La nouvelle batterie se compose non seulement de matériaux courants et peu coûteux, mais a également une résistance au feu et une tolérance aux pannes. Et grâce à la vitesse de charge très rapide, il peut être utile comme batterie pour alimenter la maison ou recharger des véhicules électriques.
Au cours des 20 dernières années, les batteries lithium-ion ont été considérées comme le meilleur choix pour les véhicules électriques et le stockage d'énergie - fiables et de grande capacité. Cependant, le lithium devient un métal de plus en plus rare et cher, et les batteries au lithium explosent ou s'enflamment si elles sont défectueuses ou mal utilisées. Des alternatives moins chères et plus sûres sont nécessaires, écrit New Atlas.

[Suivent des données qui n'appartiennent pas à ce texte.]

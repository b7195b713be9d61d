// rover_sim/src/simulation/mod.rs

pub mod config;
pub mod core;
pub mod plugins;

Une équipe d'ingénieurs du MIT (USA) a entrepris de développer un nouveau type de batterie. Après une série d'essais et d'erreurs, ils ont opté pour l'aluminium et le soufre pour les électrodes et pour un électrolyte à partir d'un sel fondu d'acide chloroaluminique. Tous les ingrédients sont non seulement bon marché et courants, mais également ininflammables.
Au cours des tests, les nouvelles batteries ont démontré leur capacité à résister à des centaines de cycles, ainsi qu'à une charge très rapide - dans certaines expériences, le processus a pris moins d'une minute. Le coût d'une telle batterie ne représente qu'un sixième de celui d'une batterie lithium-ion de taille similaire.

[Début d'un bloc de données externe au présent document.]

// rover_core/src/config.rs

use serde::{Deserialize, Serialize};

use crate::error::{RoverError, RoverResult};

// =========================================================================
// == Top-Level Configuration ==
// =========================================================================

/// All tunables of the perception-to-decision loop.
///
/// Every field has a default, so a partial TOML document (or none at all)
/// yields a complete configuration.
#[derive(Debug, Clone, PartialEq, Serialize, Deserialize, Default)]
#[serde(default, deny_unknown_fields)]
pub struct RoverConfig {
    pub perception: PerceptionConfig,
    pub decision: DecisionConfig,
}

impl RoverConfig {
    pub fn validate(&self) -> RoverResult<()> {
        self.perception.validate()?;
        self.decision.validate()
    }
}

// =========================================================================
// == Perception ==
// =========================================================================

#[derive(Debug, Clone, PartialEq, Serialize, Deserialize)]
#[serde(default, deny_unknown_fields)]
pub struct PerceptionConfig {
    /// Expected frame width in pixels.
    pub frame_width: u32,
    /// Expected frame height in pixels.
    pub frame_height: u32,

    /// A pixel is terrain iff every channel is strictly above this value.
    pub terrain_threshold: [u8; 3],
    /// Inclusive lower bound of the sample (rock) color band.
    pub sample_low: [u8; 3],
    /// Inclusive upper bound of the sample (rock) color band.
    pub sample_high: [u8; 3],
    /// Inclusive lower bound of the sky color band.
    pub sky_low: [u8; 3],
    /// Inclusive upper bound of the sky color band.
    pub sky_high: [u8; 3],

    /// Region of interest for terrain, as `[x, y]` fractions of width/height.
    pub terrain_roi: Vec<[f64; 2]>,
    /// Region of interest for sky detection, as `[x, y]` fractions of width/height.
    pub sky_roi: Vec<[f64; 2]>,

    /// The four calibration corners in camera pixels, ordered
    /// bottom-left, bottom-right, top-right, top-left.
    pub source_corners: [[f64; 2]; 4],
    /// Half the side length of the destination calibration square, in pixels.
    pub dst_size: f64,
    /// Distance from the image bottom to the near edge of the destination square.
    pub bottom_offset: f64,

    /// Side length of the square world grid, in cells.
    pub world_size: usize,
    /// Top-down pixels per world unit.
    pub world_scale: f64,
    /// Roll and pitch must be this close to level (degrees) for a map update.
    pub leveling_tolerance_deg: f64,
}

impl Default for PerceptionConfig {
    fn default() -> Self {
        Self {
            frame_width: 320,
            frame_height: 160,
            terrain_threshold: [120, 90, 80],
            sample_low: [100, 100, 0],
            sample_high: [190, 190, 50],
            sky_low: [70, 70, 70],
            sky_high: [160, 160, 160],
            // Lower 70% of the frame.
            terrain_roi: vec![[0.0, 1.0], [1.0, 1.0], [1.0, 0.3], [0.0, 0.3]],
            // Upper 40% of the frame.
            sky_roi: vec![[0.0, 0.0], [1.0, 0.0], [1.0, 0.4], [0.0, 0.4]],
            source_corners: [[14.0, 140.0], [301.0, 140.0], [200.0, 96.0], [118.0, 96.0]],
            dst_size: 5.0,
            bottom_offset: 6.0,
            world_size: 200,
            world_scale: 10.0,
            leveling_tolerance_deg: 0.4,
        }
    }
}

impl PerceptionConfig {
    /// The destination square matching `source_corners`, in top-down pixels.
    pub fn destination_corners(&self) -> [[f64; 2]; 4] {
        let cx = self.frame_width as f64 / 2.0;
        let near = self.frame_height as f64 - self.bottom_offset;
        let far = near - 2.0 * self.dst_size;
        [
            [cx - self.dst_size, near],
            [cx + self.dst_size, near],
            [cx + self.dst_size, far],
            [cx - self.dst_size, far],
        ]
    }

    pub fn validate(&self) -> RoverResult<()> {
        if self.frame_width == 0 || self.frame_height == 0 {
            return Err(RoverError::InvalidConfig(
                "frame dimensions must be non-zero".into(),
            ));
        }
        for (name, roi) in [("terrain_roi", &self.terrain_roi), ("sky_roi", &self.sky_roi)] {
            if roi.len() < 3 {
                return Err(RoverError::InvalidConfig(format!(
                    "{name} needs at least 3 vertices, got {}",
                    roi.len()
                )));
            }
        }
        for (name, low, high) in [
            ("sample", self.sample_low, self.sample_high),
            ("sky", self.sky_low, self.sky_high),
        ] {
            if low.iter().zip(high.iter()).any(|(l, h)| l > h) {
                return Err(RoverError::InvalidConfig(format!(
                    "{name} color band is inverted: low {low:?} > high {high:?}"
                )));
            }
        }
        if self.dst_size <= 0.0 || self.world_scale <= 0.0 {
            return Err(RoverError::InvalidConfig(
                "dst_size and world_scale must be positive".into(),
            ));
        }
        if self.world_size == 0 {
            return Err(RoverError::InvalidConfig("world_size must be non-zero".into()));
        }
        if self.leveling_tolerance_deg < 0.0 {
            return Err(RoverError::InvalidConfig(
                "leveling_tolerance_deg must be non-negative".into(),
            ));
        }
        Ok(())
    }
}

// =========================================================================
// == Decision ==
// =========================================================================

#[derive(Debug, Clone, PartialEq, Serialize, Deserialize)]
#[serde(default, deny_unknown_fields)]
pub struct DecisionConfig {
    /// Cruise throttle.
    pub throttle_set: f64,
    /// Throttle magnitude limit applied to every command.
    pub max_throttle: f64,
    /// Full braking value.
    pub brake_set: f64,
    /// Light braking used to slow down while approaching a sample.
    pub approach_brake: f64,
    /// Cruise speed ceiling.
    pub max_vel: f64,
    /// Below this many navigable pixels the rover stops.
    pub stop_forward: usize,
    /// At or above this many navigable pixels a stopped rover resumes.
    pub go_forward: usize,
    /// Speeds at or below this count as stopped.
    pub stop_velocity: f64,
    /// Below this speed the cruise throttle is doubled.
    pub boost_velocity: f64,
    /// Steering used to rotate in place while searching for a path.
    pub search_steer_deg: f64,
    /// Samples to collect before heading home.
    pub samples_required: u32,
    /// When set, only samples whose mean angle is within this many degrees
    /// of straight ahead trigger a pickup approach.
    pub pickup_max_angle_deg: Option<f64>,
    pub steering: SteeringStrategy,
    pub stuck: StuckConfig,
    pub homing: HomingConfig,
}

impl Default for DecisionConfig {
    fn default() -> Self {
        Self {
            throttle_set: 0.2,
            max_throttle: 1.0,
            brake_set: 10.0,
            approach_brake: 1.0,
            max_vel: 2.0,
            stop_forward: 50,
            go_forward: 500,
            stop_velocity: 0.2,
            boost_velocity: 0.5,
            search_steer_deg: -15.0,
            samples_required: 6,
            pickup_max_angle_deg: None,
            steering: SteeringStrategy::default(),
            stuck: StuckConfig::default(),
            homing: HomingConfig::default(),
        }
    }
}

impl DecisionConfig {
    pub fn validate(&self) -> RoverResult<()> {
        if self.max_throttle <= 0.0 || self.throttle_set.abs() > self.max_throttle {
            return Err(RoverError::InvalidConfig(format!(
                "throttle_set {} must lie within max_throttle {}",
                self.throttle_set, self.max_throttle
            )));
        }
        if self.brake_set < 0.0 || self.approach_brake < 0.0 {
            return Err(RoverError::InvalidConfig("brakes must be non-negative".into()));
        }
        if self.go_forward < self.stop_forward {
            return Err(RoverError::InvalidConfig(format!(
                "go_forward ({}) must be at least stop_forward ({})",
                self.go_forward, self.stop_forward
            )));
        }
        self.steering.validate()?;
        self.stuck.validate()?;
        self.homing.validate()
    }
}

// --- Steering ---

/// How the forward state turns navigable terrain into a steering angle.
#[derive(Debug, Clone, PartialEq, Serialize, Deserialize)]
#[serde(tag = "type")]
#[serde(rename_all = "PascalCase")] // e.g., "WallFollow" in TOML maps to `WallFollow`
pub enum SteeringStrategy {
    /// Mean navigable angle: seeks the centerline of open ground.
    Mean,
    /// A high percentile of the navigable angle distribution: hugs the left wall.
    Percentile { q: f64 },
    /// Discrete steering from left/right obstacle density near the rover.
    WallFollow(WallFollowConfig),
    /// Mean angle of navigable pixels at or beyond the mean navigable distance.
    FarField,
}

impl Default for SteeringStrategy {
    fn default() -> Self {
        SteeringStrategy::Percentile { q: 75.0 }
    }
}

impl SteeringStrategy {
    fn validate(&self) -> RoverResult<()> {
        let q = match self {
            SteeringStrategy::Percentile { q } => *q,
            SteeringStrategy::WallFollow(cfg) => {
                if !(cfg.near_px < cfg.mid_px && cfg.mid_px < cfg.far_px) {
                    return Err(RoverError::InvalidConfig(
                        "wall-follow windows must satisfy near < mid < far".into(),
                    ));
                }
                cfg.fallback_percentile
            }
            SteeringStrategy::Mean | SteeringStrategy::FarField => return Ok(()),
        };
        if !(0.0..=100.0).contains(&q) {
            return Err(RoverError::InvalidConfig(format!(
                "percentile {q} is outside [0, 100]"
            )));
        }
        Ok(())
    }
}

/// Windows are measured in top-down pixels from the rover's ground-contact point.
#[derive(Debug, Clone, PartialEq, Serialize, Deserialize)]
#[serde(default, deny_unknown_fields)]
pub struct WallFollowConfig {
    /// Obstacle pixel fraction above which a window counts as blocked.
    pub density_threshold: f64,
    /// Width of each side window.
    pub lateral_px: u32,
    /// Far edge of the near band.
    pub near_px: u32,
    /// Far edge of the mid band.
    pub mid_px: u32,
    /// Far edge of the far band.
    pub far_px: u32,
    /// Percentile of navigable angles used when both sides are clear.
    pub fallback_percentile: f64,
}

impl Default for WallFollowConfig {
    fn default() -> Self {
        Self {
            density_threshold: 0.15,
            lateral_px: 30,
            near_px: 15,
            mid_px: 35,
            far_px: 60,
            fallback_percentile: 75.0,
        }
    }
}

// --- Stuck recovery ---

/// Throttle demanded during one recovery phase.
#[derive(Debug, Clone, Copy, PartialEq, Serialize, Deserialize)]
pub enum ThrottleAction {
    /// Zero throttle, zero brake.
    Release,
    /// `gain` times the cruise throttle.
    Cruise(f64),
    /// Full forward throttle.
    Max,
    /// Full reverse throttle.
    Reverse,
}

/// Steering demanded during one recovery phase.
#[derive(Debug, Clone, Copy, PartialEq, Serialize, Deserialize)]
pub enum SteerAction {
    /// Whatever the configured steering strategy asks for.
    Navigation,
    /// A fixed angle in degrees.
    Fixed(f64),
}

#[derive(Debug, Clone, Copy, PartialEq, Serialize, Deserialize)]
#[serde(deny_unknown_fields)]
pub struct StuckPhase {
    /// Exclusive end of the phase, in seconds since stuck onset.
    /// The phase starts where the previous one ended (or at 0).
    pub until: f64,
    pub throttle: ThrottleAction,
    pub steer: SteerAction,
}

#[derive(Debug, Clone, PartialEq, Serialize, Deserialize)]
#[serde(default, deny_unknown_fields)]
pub struct StuckConfig {
    /// In forward mode, speeds below this count as stalled.
    pub velocity: f64,
    pub phases: Vec<StuckPhase>,
}

impl Default for StuckConfig {
    fn default() -> Self {
        Self {
            velocity: 0.2,
            phases: vec![
                StuckPhase {
                    until: 5.0,
                    throttle: ThrottleAction::Cruise(2.0),
                    steer: SteerAction::Navigation,
                },
                StuckPhase {
                    until: 8.0,
                    throttle: ThrottleAction::Max,
                    steer: SteerAction::Navigation,
                },
                StuckPhase {
                    until: 11.0,
                    throttle: ThrottleAction::Release,
                    steer: SteerAction::Fixed(-15.0),
                },
                StuckPhase {
                    until: 14.0,
                    throttle: ThrottleAction::Max,
                    steer: SteerAction::Navigation,
                },
                StuckPhase {
                    until: 16.0,
                    throttle: ThrottleAction::Reverse,
                    steer: SteerAction::Fixed(15.0),
                },
            ],
        }
    }
}

impl StuckConfig {
    fn validate(&self) -> RoverResult<()> {
        if self.phases.is_empty() {
            return Err(RoverError::InvalidConfig(
                "stuck recovery needs at least one phase".into(),
            ));
        }
        let mut previous = 0.0;
        for phase in &self.phases {
            if phase.until <= previous {
                return Err(RoverError::InvalidConfig(format!(
                    "stuck phase ending at {}s does not follow {}s",
                    phase.until, previous
                )));
            }
            previous = phase.until;
        }
        Ok(())
    }
}

// --- Homing ---

#[derive(Debug, Clone, PartialEq, Serialize, Deserialize)]
#[serde(default, deny_unknown_fields)]
pub struct HomingConfig {
    /// Within this distance of home the mission is complete.
    pub home_radius: f64,
    /// Heading error (degrees) at which the rover locks onto home.
    pub fine_heading_deg: f64,
    /// Heading error (degrees) beyond which a lock is dropped.
    pub coarse_heading_deg: f64,
    /// Multiplier on cruise throttle while driving home.
    pub throttle_gain: f64,
    /// Lower bound of the steering corridor, as a navigable-angle percentile.
    pub corridor_low_percentile: f64,
    /// Upper bound of the steering corridor, as a navigable-angle percentile.
    pub corridor_high_percentile: f64,
    /// Above this speed the arrival branch applies the full brake.
    pub arrival_velocity: f64,
    /// Brake held once the rover is parked at home.
    pub hold_brake: f64,
}

impl Default for HomingConfig {
    fn default() -> Self {
        Self {
            home_radius: 3.0,
            fine_heading_deg: 10.0,
            coarse_heading_deg: 45.0,
            throttle_gain: 1.5,
            corridor_low_percentile: 25.0,
            corridor_high_percentile: 75.0,
            arrival_velocity: 0.5,
            hold_brake: 1.0,
        }
    }
}

impl HomingConfig {
    fn validate(&self) -> RoverResult<()> {
        if self.fine_heading_deg > self.coarse_heading_deg {
            return Err(RoverError::InvalidConfig(
                "fine_heading_deg must not exceed coarse_heading_deg".into(),
            ));
        }
        if self.corridor_low_percentile > self.corridor_high_percentile {
            return Err(RoverError::InvalidConfig(
                "corridor percentiles are inverted".into(),
            ));
        }
        Ok(())
    }
}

Une batterie composée d'aluminium, de soufre et de sel est capable de fonctionner à des températures allant jusqu'à 200°C, mais son mode optimal est d'environ 110°C. Ensuite, il se charge 25 fois plus vite qu'à 25 °C. Il est important que la batterie n'ait pas besoin d'énergie externe pour atteindre cette température - un cycle normal de charge-décharge est suffisant.
Le sel d'acide chloroaluminique a été choisi pour son bas point de fusion, mais il s'est avéré avoir un autre avantage : il empêche naturellement la formation de dendrites. Ces processus métalliques, s'allongeant progressivement, remplissent l'espace entre les électrodes et provoquent un court-circuit.
Selon les développeurs, le nouvel élément est mieux combiné dans une batterie de plusieurs dizaines de kilowattheures. Dans cet arrangement, ils pourraient alimenter des maisons ou des véhicules électriques dans des stations de recharge rapide.
Des scientifiques des États-Unis ont réussi à surmonter un certain nombre de lacunes de la batterie au sel fondu et à réduire considérablement les coûts, ainsi qu'à augmenter la capacité par rapport aux analogues existants. La technologie pourrait être prête à être commercialisée dans 5 à 10 ans.